*** Opening The data ***

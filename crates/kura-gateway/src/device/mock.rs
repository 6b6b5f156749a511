//! In-memory device for testing
//!
//! Incoming frames are queued with [`MockDevice::push_incoming`]; written
//! frames are recorded and can be inspected with [`MockDevice::written`].

use std::collections::VecDeque;
use std::sync::atomic::{AtomicBool, AtomicUsize, Ordering};
use std::time::Duration;

use parking_lot::{Condvar, Mutex};

use super::{DeviceError, DeviceFrame, DeviceSettings, DeviceTransport};
use crate::config::MockDeviceConfig;

pub struct MockDevice {
    loopback: bool,
    open: AtomicBool,
    open_count: AtomicUsize,
    settings: Mutex<Option<DeviceSettings>>,
    incoming: Mutex<VecDeque<Result<DeviceFrame, DeviceError>>>,
    available: Condvar,
    written: Mutex<Vec<DeviceFrame>>,
}

impl MockDevice {
    pub fn new(config: &MockDeviceConfig) -> Self {
        Self {
            loopback: config.loopback,
            open: AtomicBool::new(false),
            open_count: AtomicUsize::new(0),
            settings: Mutex::new(None),
            incoming: Mutex::new(VecDeque::new()),
            available: Condvar::new(),
            written: Mutex::new(Vec::new()),
        }
    }

    /// Queue a frame for the next read
    pub fn push_incoming(&self, frame: DeviceFrame) {
        self.incoming.lock().push_back(Ok(frame));
        self.available.notify_all();
    }

    /// Make the next read fail with `error`
    pub fn push_error(&self, error: DeviceError) {
        self.incoming.lock().push_back(Err(error));
        self.available.notify_all();
    }

    pub fn written(&self) -> Vec<DeviceFrame> {
        self.written.lock().clone()
    }

    /// Settings from the most recent open
    pub fn settings(&self) -> Option<DeviceSettings> {
        self.settings.lock().clone()
    }

    /// How many times the device has been opened
    pub fn open_count(&self) -> usize {
        self.open_count.load(Ordering::SeqCst)
    }
}

impl Default for MockDevice {
    fn default() -> Self {
        Self::new(&MockDeviceConfig::default())
    }
}

impl DeviceTransport for MockDevice {
    fn open(&self, settings: &DeviceSettings) -> Result<(), DeviceError> {
        *self.settings.lock() = Some(settings.clone());
        self.open.store(true, Ordering::SeqCst);
        self.open_count.fetch_add(1, Ordering::SeqCst);
        Ok(())
    }

    fn close(&self) -> Result<(), DeviceError> {
        self.open.store(false, Ordering::SeqCst);
        self.available.notify_all();
        Ok(())
    }

    fn read(&self, timeout: Duration) -> Result<Option<DeviceFrame>, DeviceError> {
        if !self.is_open() {
            return Err(DeviceError::NotOpen);
        }
        let mut incoming = self.incoming.lock();
        if incoming.is_empty() && !timeout.is_zero() {
            self.available.wait_for(&mut incoming, timeout);
        }
        match incoming.pop_front() {
            Some(result) => result.map(Some),
            None => Ok(None),
        }
    }

    fn write(&self, frame: &DeviceFrame) -> Result<(), DeviceError> {
        if !self.is_open() {
            return Err(DeviceError::NotOpen);
        }
        self.written.lock().push(frame.clone());
        if self.loopback {
            self.push_incoming(frame.clone());
        }
        Ok(())
    }

    fn is_open(&self) -> bool {
        self.open.load(Ordering::SeqCst)
    }
}

#[cfg(test)]
mod tests {
    use super::*;

    fn can() -> DeviceSettings {
        DeviceSettings::Can {
            interface: "vcan0".into(),
        }
    }

    #[test]
    fn read_requires_open() {
        let device = MockDevice::default();
        assert_eq!(
            device.read(Duration::ZERO).unwrap_err(),
            DeviceError::NotOpen
        );
    }

    #[test]
    fn read_times_out_empty() {
        let device = MockDevice::default();
        device.open(&can()).unwrap();
        assert_eq!(device.read(Duration::from_millis(10)).unwrap(), None);
    }

    #[test]
    fn loopback_feeds_writes_back() {
        let device = MockDevice::new(&MockDeviceConfig { loopback: true });
        device.open(&can()).unwrap();
        device.write(&DeviceFrame::new(0x123, [1, 2])).unwrap();

        assert_eq!(device.written().len(), 1);
        assert_eq!(
            device.read(Duration::ZERO).unwrap(),
            Some(DeviceFrame::new(0x123, [1, 2]))
        );
    }

    #[test]
    fn queued_error_is_returned_once() {
        let device = MockDevice::default();
        device.open(&can()).unwrap();
        device.push_error(DeviceError::Io("bus off".into()));

        assert!(device.read(Duration::ZERO).is_err());
        assert_eq!(device.read(Duration::ZERO).unwrap(), None);
    }
}
//! Envelope wire encoding

use crate::error::CodecError;
use crate::models::Envelope;

/// Converts envelopes to and from transport payload bytes
pub trait PayloadCodec: Send + Sync {
    fn encode(&self, envelope: &Envelope) -> Result<Vec<u8>, CodecError>;
    fn decode(&self, payload: &[u8]) -> Result<Envelope, CodecError>;
}

/// JSON payload codec
#[derive(Debug, Clone, Copy, Default)]
pub struct JsonCodec;

impl PayloadCodec for JsonCodec {
    fn encode(&self, envelope: &Envelope) -> Result<Vec<u8>, CodecError> {
        serde_json::to_vec(envelope).map_err(|e| CodecError::Encode(e.to_string()))
    }

    fn decode(&self, payload: &[u8]) -> Result<Envelope, CodecError> {
        serde_json::from_slice(payload).map_err(|e| CodecError::Decode(e.to_string()))
    }
}
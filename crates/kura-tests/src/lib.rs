//! Integration tests for the Kura routing layer
//!
//! Everything runs over the loopback transport and mock devices, so no
//! broker or hardware is needed:
//!
//! ```bash
//! cargo test -p kura-tests
//! ```
//!
//! # Test Structure
//!
//! - `request_routing_test.rs` - control-topic requests and replies end to end
//! - `pubsub_test.rs` - publishers, subscribers, rebinding and reconnects
//! - `bridge_test.rs` - CAN and serial bridges between devices and the cloud
//! - `worker_test.rs` - single-worker lifecycle and reconfiguration
//!
//! This library holds the shared fixture.

use std::sync::Arc;
use std::time::Duration;

use kura_cloud::transport::mock::MockDataTransport;
use kura_cloud::{
    CloudConnection, ConnectionConfig, LoopbackConfig, MessageProperties, SubscriberListener,
};
use kura_core::{
    Envelope, JsonCodec, MessageType, PayloadCodec, RequestEnvelope, ResponseEnvelope,
    TopicOptions,
};
use parking_lot::Mutex;

pub const ACCOUNT: &str = "acme";
pub const CLIENT_ID: &str = "gw-1";

const REPLY_TIMEOUT: Duration = Duration::from_secs(2);

/// A connected cloud connection on a loopback transport
pub struct TestFixture {
    pub transport: Arc<MockDataTransport>,
    pub connection: Arc<CloudConnection>,
}

impl TestFixture {
    pub async fn connected() -> Self {
        Self::connected_as("default").await
    }

    pub async fn connected_as(name: &str) -> Self {
        let transport = Arc::new(MockDataTransport::new(&LoopbackConfig::default()));
        let config = ConnectionConfig {
            name: name.to_string(),
            topics: TopicOptions {
                account_name: ACCOUNT.to_string(),
                client_id: CLIENT_ID.to_string(),
                ..Default::default()
            },
            ..Default::default()
        };
        let connection = CloudConnection::new(&config, transport.clone(), Arc::new(JsonCodec));
        connection
            .connect()
            .await
            .expect("loopback connect never fails");
        Self {
            transport,
            connection,
        }
    }

    /// Full control topic addressed to this device
    pub fn control_topic(&self, app_id: &str, app_topic: &str) -> String {
        self.connection
            .topics()
            .encode_local(MessageType::Control, app_id, app_topic)
    }

    /// Full data topic of this device
    pub fn data_topic(&self, app_id: &str, app_topic: &str) -> String {
        self.connection
            .topics()
            .encode_local(MessageType::Data, app_id, app_topic)
    }

    /// Inject a message from the cloud side; false if nothing subscribed
    pub fn inject(&self, topic: &str, envelope: &Envelope) -> bool {
        let payload = JsonCodec.encode(envelope).expect("envelope encodes");
        self.transport.inject(topic, payload)
    }

    /// Send a request on `app_id`/`app_topic` and wait for the reply
    ///
    /// Returns `None` if no reply was published within the timeout.
    pub async fn request(
        &self,
        app_id: &str,
        app_topic: &str,
        request: RequestEnvelope,
    ) -> Option<ResponseEnvelope> {
        let reply_topic = self.connection.topics().reply_topic(
            request.requester_id(),
            app_id,
            request.request_id(),
        );
        let mut published = self.transport.published_stream();
        if !self.inject(&self.control_topic(app_id, app_topic), &request.into_envelope()) {
            return None;
        }

        tokio::time::timeout(REPLY_TIMEOUT, async {
            loop {
                match published.recv().await {
                    Ok(message) if message.topic == reply_topic => {
                        let envelope = JsonCodec.decode(&message.payload).ok()?;
                        return ResponseEnvelope::try_from(envelope).ok();
                    }
                    Ok(_) => continue,
                    Err(_) => return None,
                }
            }
        })
        .await
        .ok()
        .flatten()
    }

    pub async fn shutdown(&self) {
        self.connection.shutdown().await;
    }
}

/// Subscriber listener that records every delivery
#[derive(Default)]
pub struct Inbox {
    received: Mutex<Vec<(MessageProperties, Envelope)>>,
}

impl Inbox {
    pub fn received(&self) -> Vec<(MessageProperties, Envelope)> {
        self.received.lock().clone()
    }

    pub fn count(&self) -> usize {
        self.received.lock().len()
    }
}

impl SubscriberListener for Inbox {
    fn on_message_arrived(&self, properties: &MessageProperties, envelope: &Envelope) {
        self.received
            .lock()
            .push((properties.clone(), envelope.clone()));
    }
}

/// Poll `condition` every 10ms for up to two seconds
pub async fn eventually(condition: impl Fn() -> bool) -> bool {
    for _ in 0..200 {
        if condition() {
            return true;
        }
        tokio::time::sleep(Duration::from_millis(10)).await;
    }
    condition()
}
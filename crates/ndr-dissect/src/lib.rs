//! NDR (Network Data Representation) decoding engine for RPC dissectors
//!
//! This crate decodes DCE RPC stub data in classic NDR and NDR64 and reports
//! every field to a caller-supplied [`DecodeSink`]. Protocol dissectors drive
//! it by calling the decoders in wire order against one [`DecodeContext`]
//! per PDU body.
//!
//! # NDR Wire Format
//!
//! - Primitives align to their natural size (1, 2, 4, or 8 bytes), relative
//!   to the start of the stub data
//! - Array headers of a structure are hoisted in front of it; the context
//!   collects them in a conformant-run pre-pass
//! - Embedded pointers carry a referent id inline; the referents follow at
//!   the end of the enclosing level, in pointer order
//! - NDR64 widens referent ids and array headers to 64 bits and enum and
//!   union discriminants to 32 bits
//!
//! # Example
//!
//! ```
//! use ndr_dissect::{decode_u32, DecodeContext, DecodeOptions, Field, RecordingSink};
//!
//! static OPNUM: Field = Field::new("opnum").summarized();
//!
//! let data = [0x0f, 0x00, 0x00, 0x00];
//! let mut sink = RecordingSink::new();
//! let mut ctx = DecodeContext::new(&data, &mut sink, DecodeOptions::from_drep([0x10, 0, 0, 0]));
//! let mut opnum = 0u32;
//! decode_u32(&mut ctx, &OPNUM, Some(&mut opnum))?;
//! assert_eq!(ctx.finish()?, 4);
//! assert_eq!(opnum, 15);
//! assert_eq!(sink.summary_line(), "opnum(15)");
//! # Ok::<(), ndr_dissect::DecodeError>(())
//! ```

mod conformance;
mod context;
mod context_handle;
mod cursor;
mod drep;
mod encode;
mod error;
mod options;
mod pointers;
mod scalar;
mod sink;
mod strings;

pub use conformance::{ArrayHeader, ArrayShape, PassMode};
pub use context::DecodeContext;
pub use context_handle::{decode_context_handle, ContextHandle, ContextHandlePadding};
pub use cursor::{align_padding, Cursor};
pub use drep::{ByteOrder, CharRep, DataRepresentation, FloatRep};
pub use encode::NdrWriter;
pub use error::{ConformanceMismatch, DecodeError, Result};
pub use options::{DecodeOptions, DEFAULT_MAX_DEPTH};
pub use pointers::{
    DeferredDecode, PendingReferent, PointerDeferralStack, PointerKind, PointerPosition, PointerRef,
    ReferentHandle, ReferentRecord,
};
pub use scalar::{
    decode_duint32, decode_f32, decode_f64, decode_time32, decode_u16, decode_u1632, decode_u32,
    decode_u3264, decode_u64, decode_u8, decode_uuid, Uuid,
};
pub use sink::{Base, DecodeSink, Field, FieldValue, NullSink, RecordedField, RecordingSink};
pub use strings::{decode_string, CharWidth};

/// Re-export bytes for convenience
pub use bytes::{Bytes, BytesMut};
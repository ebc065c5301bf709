//! NDR stub writer
//!
//! Produces aligned stub data in either byte order and either transfer
//! syntax. Padding is always computed from the start of the writer, so a
//! buffer built here decodes correctly with a start offset of zero.

use crate::context_handle::ContextHandle;
use crate::cursor::align_padding;
use crate::drep::ByteOrder;
use crate::scalar::Uuid;
use bytes::{BufMut, Bytes, BytesMut};

macro_rules! put_fixed {
    ($name:ident, $ty:ty, $align:expr, $put_le:ident, $put_be:ident) => {
        #[doc = concat!("Write a `", stringify!($ty), "` aligned to ", stringify!($align))]
        pub fn $name(&mut self, value: $ty) -> &mut Self {
            self.align($align);
            match self.byte_order {
                ByteOrder::LittleEndian => self.buf.$put_le(value),
                ByteOrder::BigEndian => self.buf.$put_be(value),
            }
            self
        }
    };
}

#[derive(Debug, Clone)]
pub struct NdrWriter {
    buf: BytesMut,
    byte_order: ByteOrder,
    ndr64: bool,
}

impl NdrWriter {
    pub fn new(byte_order: ByteOrder) -> Self {
        Self {
            buf: BytesMut::new(),
            byte_order,
            ndr64: false,
        }
    }

    /// Write dual-width values at their NDR64 size
    pub fn ndr64(mut self, ndr64: bool) -> Self {
        self.ndr64 = ndr64;
        self
    }

    pub fn byte_order(&self) -> ByteOrder {
        self.byte_order
    }

    pub fn position(&self) -> usize {
        self.buf.len()
    }

    /// Zero-fill up to the next multiple of `alignment`
    pub fn align(&mut self, alignment: usize) -> &mut Self {
        let padding = align_padding(self.buf.len(), alignment);
        self.buf.put_bytes(0, padding);
        self
    }

    pub fn put_u8(&mut self, value: u8) -> &mut Self {
        self.buf.put_u8(value);
        self
    }

    put_fixed!(put_u16, u16, 2, put_u16_le, put_u16);
    put_fixed!(put_u32, u32, 4, put_u32_le, put_u32);
    put_fixed!(put_u64, u64, 8, put_u64_le, put_u64);
    put_fixed!(put_f32, f32, 4, put_f32_le, put_f32);
    put_fixed!(put_f64, f64, 8, put_f64_le, put_f64);

    pub fn put_time32(&mut self, seconds: u32) -> &mut Self {
        self.put_u32(seconds)
    }

    /// A 64-bit value aligned to 4
    pub fn put_duint32(&mut self, value: u64) -> &mut Self {
        self.align(4);
        match self.byte_order {
            ByteOrder::LittleEndian => self.buf.put_u64_le(value),
            ByteOrder::BigEndian => self.buf.put_u64(value),
        }
        self
    }

    /// `u16` in NDR, `u32` in NDR64
    pub fn put_u1632(&mut self, value: u32) -> &mut Self {
        if self.ndr64 {
            self.put_u32(value)
        } else {
            self.put_u16(value as u16)
        }
    }

    /// `u32` in NDR, `u64` in NDR64
    pub fn put_u3264(&mut self, value: u64) -> &mut Self {
        if self.ndr64 {
            self.put_u64(value)
        } else {
            self.put_u32(value as u32)
        }
    }

    pub fn put_uuid(&mut self, uuid: &Uuid) -> &mut Self {
        self.put_u32(uuid.data1);
        self.put_u16(uuid.data2);
        self.put_u16(uuid.data3);
        self.buf.put_slice(&uuid.data4);
        self
    }

    pub fn put_context_handle(&mut self, handle: &ContextHandle) -> &mut Self {
        self.put_u32(handle.attributes);
        self.buf.put_slice(&handle.uuid);
        self
    }

    /// Raw bytes, no alignment
    pub fn put_bytes(&mut self, bytes: &[u8]) -> &mut Self {
        self.buf.put_slice(bytes);
        self
    }

    pub fn freeze(self) -> Bytes {
        self.buf.freeze()
    }

    pub fn into_inner(self) -> BytesMut {
        self.buf
    }
}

*** Closing The data ***

**Work request:**
In the listing above, find each line with "alignment" and copy it.

**Answer to this task:**
    /// Zero-fill up to the next multiple of `alignment`
    pub fn align(&mut self, alignment: usize) -> &mut Self {
        let padding = align_padding(self.buf.len(), alignment);
    /// Raw bytes, no alignment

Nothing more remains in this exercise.